Work out how many lines of the records contain "only". Answer with the number and nothing else.

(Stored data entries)
=== Section Start ===

impl Node for StackNode {
    fn uuid(&self) -> Uuid {
        self.uuid
    }

    fn name(&self) -> &str {
        &self.name
    }

    fn node_type(&self) -> &'static str {
        "stack"
    }

    fn attrs(&self) -> &Attrs {
        &self.attrs
    }

    fn attrs_mut(&mut self) -> &mut Attrs {
        &mut self.attrs
    }

    fn inputs(&self) -> &[Uuid] {
        &self.inputs
    }

    fn set_inputs(&mut self, inputs: Vec<Uuid>) {
        self.inputs = inputs;
        self.state.invalidate();
    }

    fn evaluate(&self, env: &EvalEnv, ctx: EvalContext) -> Result<Image, EvalError> {
        if self.inputs.is_empty() {
            return Ok(Image::no_image(self.uuid));
        }

        let state = self.state(env.graph);
        let sinfo = self.structure_info(env.graph, ctx);
        let comp = self.attrs.get_str(A_COMP_MODE).unwrap_or("over");
        let topmost = comp == "topmost";
        let strict = self.attrs.get_bool_or(A_STRICT_RANGES, false);
        let use_cut = self.use_cut_info();

        let mut root = Image::blend_root(self.uuid, sinfo.width, sinfo.height);
        root.blend = BlendMode::from_str(comp);

        // Children already in the cache are checked back in as soon as
        // their subtree is cloned, so unwinding on a failed input leaks
        // nothing; partial children drop here.
        for (i, &input) in self.inputs.iter().enumerate() {
            if strict {
                let f = self.input_frame_in(&state, i, ctx.frame, true);
                let info = &state.infos[i];
                let (lo, hi) = if use_cut {
                    (info.cut_in, info.cut_out)
                } else {
                    (info.start, info.end)
                };
                if f < lo || f > hi {
                    continue;
                }
            }

            if topmost && !root.children.is_empty() {
                break;
            }

            let node = env.graph.node(input).ok_or(EvalError::UnknownNode(input))?;
            let mut c = ctx.with_frame(self.input_frame_in(&state, i, ctx.frame, false));
            c.fps = state.info.fps;

            let child = node.evaluate(env, c)?;
            if !child.is_no_image() {
                root.children.push(child);
            }
        }

        Ok(root)
    }

    fn evaluate_identifier(&self, env: &EvalEnv, ctx: EvalContext) -> Result<IdTree, EvalError> {
        if self.inputs.is_empty() {
            return Ok(IdTree::leaf("no-image"));
        }
        let state = self.state(env.graph);
        let comp = self.attrs.get_str(A_COMP_MODE).unwrap_or("over");

        let mut children = Vec::with_capacity(self.inputs.len());
        for (i, &input) in self.inputs.iter().enumerate() {
            let node = env.graph.node(input).ok_or(EvalError::UnknownNode(input))?;
            let c = ctx.with_frame(self.input_frame_in(&state, i, ctx.frame, false));
            children.push(node.evaluate_identifier(env, c)?);
        }
        Ok(IdTree::branch(format!("stack/{comp}"), children))
    }

    fn range_info(&self, graph: &Graph) -> RangeInfo {
        let state = self.state(graph);
        RangeInfo {
            start: state.info.start - state.offset,
            end: state.info.end - state.offset,
            cut_in: state.info.cut_in - state.offset,
            cut_out: state.info.cut_out - state.offset,
            fps: state.info.fps,
        }
    }

    fn structure_info(&self, graph: &Graph, ctx: EvalContext) -> StructureInfo {
        if ctx.interactive && ctx.view_width > 0 && ctx.view_height > 0 {
            return StructureInfo {
                width: ctx.view_width,
                height: ctx.view_height,
                pixel_aspect: 1.0,
            };
        }
        self.state(graph).structure
    }

    fn audio_fill_buffer(
        &self,
        env: &EvalEnv,
        buf: &mut AudioBuffer,
        actx: AudioContext,
    ) -> usize {
        if self.inputs.is_empty() {
            return 0;
        }
        let state = self.state(env.graph);
        let fps = if state.info.fps > 0.0 {
            state.info.fps
        } else {
            actx.fps
        };
        if fps <= 0.0 {
            return 0;
        }

        let active = self.attrs.get_i32_or(A_AUDIO_INPUT, -2);
        let rate = buf.rate();
        let mut rval = 0;

        for (i, &input) in self.inputs.iter().enumerate() {
            if active >= 0 && active != i as i32 {
                continue;
            }
            let Some(node) = env.graph.node(input) else {
                continue;
            };

            // Mask children whose output window misses this buffer
            let (win_a, win_b) = state.global_ranges[i];
            let win_start = frame_to_sample(win_a - 1, fps, rate);
            let win_end = frame_to_sample(win_b, fps, rate);
            let buf_start = buf.start_sample();
            let buf_end = buf_start + buf.len() as i64;
            let ov_start = buf_start.max(win_start);
            let ov_end = buf_end.min(win_end);
            if ov_start >= ov_end {
                continue;
            }

            // Shift the window into the child's local timeline
            let foffset =
                self.input_frame_in(&state, i, 1, true) - state.infos[i].start;
            let soffset = frame_to_sample(foffset, fps, rate);

            let mut scratch = AudioBuffer::like(buf, buf_start + soffset);
            let n = node.audio_fill_buffer(env, &mut scratch, AudioContext { fps });

            buf.mix_range_from(
                &scratch,
                (ov_start - buf_start) as usize,
                (ov_end - buf_start) as usize,
            );
            rval = rval.max(n);

            // "first input with audio" mode stops at the first contributor;
            // "topmost" always stops after input 0
            if active == -3 && rval > 0 {
                break;
            }
            if active == -1 {
                break;
            }
        }

        rval
    }

    fn property_changed(&self, key: &str) -> FlushClass {
        self.state.invalidate();
        match key {
            A_AUDIO_INPUT => FlushClass::AUDIO,
            A_USE_CUT_INFO | A_ALIGN_START | A_OUTPUT_FPS => FlushClass::FRAMES_AND_AUDIO,
            A_NAME => FlushClass::NONE,
            _ => FlushClass::FRAMES,
        }
    }

    fn input_range_changed(&self) {
        self.state.invalidate();
    }

    fn input_structure_changed(&self) {
        self.state.invalidate();
    }

    fn map_input_to_eval_frames(&self, index: usize, frames: &[i32], graph: &Graph) -> Vec<i32> {
        let state = self.state(graph);
        let use_cut = self.use_cut_info();
        let align = self.align_start_frames();
        frames
            .iter()
            .map(|f| Self::inv_input_frame(&state, index, *f, use_cut, align))
            .collect()
    }
}

#[cfg(test)]
mod tests {
    use super::*;
    use crate::graph::node_kind::NodeKind;
    use crate::graph::source_node::SourceNode;
    use crate::media::{FrameReader, SyntheticReader};
    use std::sync::Arc;

    fn stack_of(clips: &[(i32, i32)]) -> (Graph, Uuid, Vec<Uuid>) {
        let mut graph = Graph::new();
        let mut ids = Vec::new();
        for (i, (start, end)) in clips.iter().enumerate() {
            let reader = Arc::new(SyntheticReader::new(format!("clip{i}"), *start, *end, 24.0));
            ids.push(
                graph.add_node(
                    SourceNode::new(format!("clip{i}"), reader as Arc<dyn FrameReader>).into(),
                ),
            );
        }
        let stack = graph.add_node(StackNode::new("stack").into());
        graph.set_node_inputs(stack, ids.clone()).unwrap();
        (graph, stack, ids)
    }

    fn stack_node<'a>(graph: &'a Graph, id: Uuid) -> &'a StackNode {
        match graph.node(id).unwrap() {
            NodeKind::Stack(n) => n,
            _ => panic!("not a stack"),
        }
    }

    #[test]
    fn test_union_range_is_one_based() {
        let (graph, stack, _) = stack_of(&[(10, 20), (15, 30)]);
        let info = graph.node(stack).unwrap().range_info(&graph);
        // Union 10..30 presented as 1..21
        assert_eq!((info.start, info.end), (1, 21));
    }

    #[test]
    fn test_align_mode_uses_longest_duration() {
        let (mut graph, stack, _) = stack_of(&[(1, 10), (101, 130)]);
        graph
            .set_attr(stack, A_ALIGN_START, AttrValue::Bool(true))
            .unwrap();
        let info = graph.node(stack).unwrap().range_info(&graph);
        assert_eq!((info.start, info.end), (1, 30));

        let node = stack_node(&graph, stack);
        // Both children start together at output frame 1
        assert_eq!(node.input_frame(&graph, 0, 1, false), 1);
        assert_eq!(node.input_frame(&graph, 1, 1, false), 101);
        // Short child clamps at its end, long one keeps going
        assert_eq!(node.input_frame(&graph, 0, 25, false), 10);
        assert_eq!(node.input_frame(&graph, 1, 25, false), 125);
        // Unconstrained ignores the clamp
        assert_eq!(node.input_frame(&graph, 0, 25, true), 25);
    }

    #[test]
    fn test_input_frame_clamps_to_child_range() {
        let (graph, stack, _) = stack_of(&[(10, 20), (15, 30)]);
        let node = stack_node(&graph, stack);
        // Output frame 1 = real frame 10; child 1 hasn't started yet
        assert_eq!(node.input_frame(&graph, 0, 1, false), 10);
        assert_eq!(node.input_frame(&graph, 1, 1, false), 15);
        // Output frame 21 = real frame 30; child 0 ended at 20
        assert_eq!(node.input_frame(&graph, 0, 21, false), 20);
        assert_eq!(node.input_frame(&graph, 1, 21, false), 30);
    }

    #[test]
    fn test_evaluate_composites_all_children() {
        let (graph, stack, _) = stack_of(&[(1, 20), (1, 20)]);
        let env = EvalEnv::bare(&graph);
        let img = graph
            .node(stack)
            .unwrap()
            .evaluate(&env, EvalContext::for_frame(5))
            .unwrap();
        assert_eq!(img.children.len(), 2);
        assert_eq!(img.children[0].payload.as_ref().unwrap().data[0], 5.0);
    }

    #[test]
    fn test_topmost_keeps_first_child() {
        let (mut graph, stack, _) = stack_of(&[(1, 20), (1, 20)]);
        graph
            .set_attr(stack, A_COMP_MODE, AttrValue::Str("topmost".into()))
            .unwrap();
        let env = EvalEnv::bare(&graph);
        let img = graph
            .node(stack)
            .unwrap()
            .evaluate(&env, EvalContext::for_frame(5))
            .unwrap();
        assert_eq!(img.children.len(), 1);
    }

    #[test]
    fn test_strict_ranges_skip_out_of_window_children() {
        let (mut graph, stack, _) = stack_of(&[(1, 10), (11, 20)]);
        graph
            .set_attr(stack, A_STRICT_RANGES, AttrValue::Bool(true))
            .unwrap();
        let env = EvalEnv::bare(&graph);
        // Frame 15 is outside clip0's 1..10 window
        let img = graph
            .node(stack)
            .unwrap()
            .evaluate(&env, EvalContext::for_frame(15))
            .unwrap();
        assert_eq!(img.children.len(), 1);
        assert_eq!(img.children[0].payload.as_ref().unwrap().data[0], 15.0);
    }

    #[test]
    fn test_structure_takes_largest_child() {
        let mut graph = Graph::new();
        let a = Arc::new(SyntheticReader::new("a", 1, 10, 24.0).with_size(64, 32));
        let b = Arc::new(SyntheticReader::new("b", 1, 10, 24.0).with_size(128, 16));
        let ia = graph.add_node(SourceNode::new("a", a as Arc<dyn FrameReader>).into());
        let ib = graph.add_node(SourceNode::new("b", b as Arc<dyn FrameReader>).into());
        let stack = graph.add_node(StackNode::new("stack").into());
        graph.set_node_inputs(stack, vec![ia, ib]).unwrap();

        let info = graph
            .node(stack)
            .unwrap()
            .structure_info(&graph, EvalContext::for_frame(1));
        assert_eq!((info.width, info.height), (128, 32));
    }

    #[test]
    fn test_audio_masks_out_of_window_children() {
        // clip1 occupies output frames 11..20; a buffer inside frames 1..10
        // must only hear clip0
        let (graph, stack, ids) = stack_of(&[(1, 10), (11, 20)]);
        let node = stack_node(&graph, stack);
        let env = EvalEnv::bare(&graph);
        let rate = 48000u32;

        let mut buf = AudioBuffer::new(1024, 2, rate, 0);
        let n = node.audio_fill_buffer(&env, &mut buf, AudioContext { fps: 24.0 });
        assert_eq!(n, 1024);

        // clip0 alone, in its local timeline (no shift), is the expectation;
        // an unmasked clip1 would add a shifted sine and break equality
        let mut expected = AudioBuffer::new(1024, 2, rate, 0);
        graph
            .node(ids[0])
            .unwrap()
            .audio_fill_buffer(&env, &mut expected, AudioContext { fps: 24.0 });
        assert_eq!(buf.data(), expected.data());

        // Inside clip1's window (frames 11..20 = samples 20000..40000) only
        // clip1 contributes, shifted into its local timeline
        let mut buf = AudioBuffer::new(1024, 2, rate, 30000);
        node.audio_fill_buffer(&env, &mut buf, AudioContext { fps: 24.0 });
        let mut expected = AudioBuffer::new(1024, 2, rate, 10000);
        graph
            .node(ids[1])
            .unwrap()
            .audio_fill_buffer(&env, &mut expected, AudioContext { fps: 24.0 });
        assert_eq!(buf.data(), expected.data());
    }

    #[test]
    fn test_identifier_covers_all_children() {
        let (graph, stack, _) = stack_of(&[(1, 10), (1, 10)]);
        let env = EvalEnv::bare(&graph);
        let tree = graph
            .node(stack)
            .unwrap()
            .evaluate_identifier(&env, EvalContext::for_frame(3))
            .unwrap();
        assert_eq!(tree.flatten(), "stack/over|clip0/3|clip1/3");
    }
}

=== Section End ===

PROBLEM SOLUTION: 2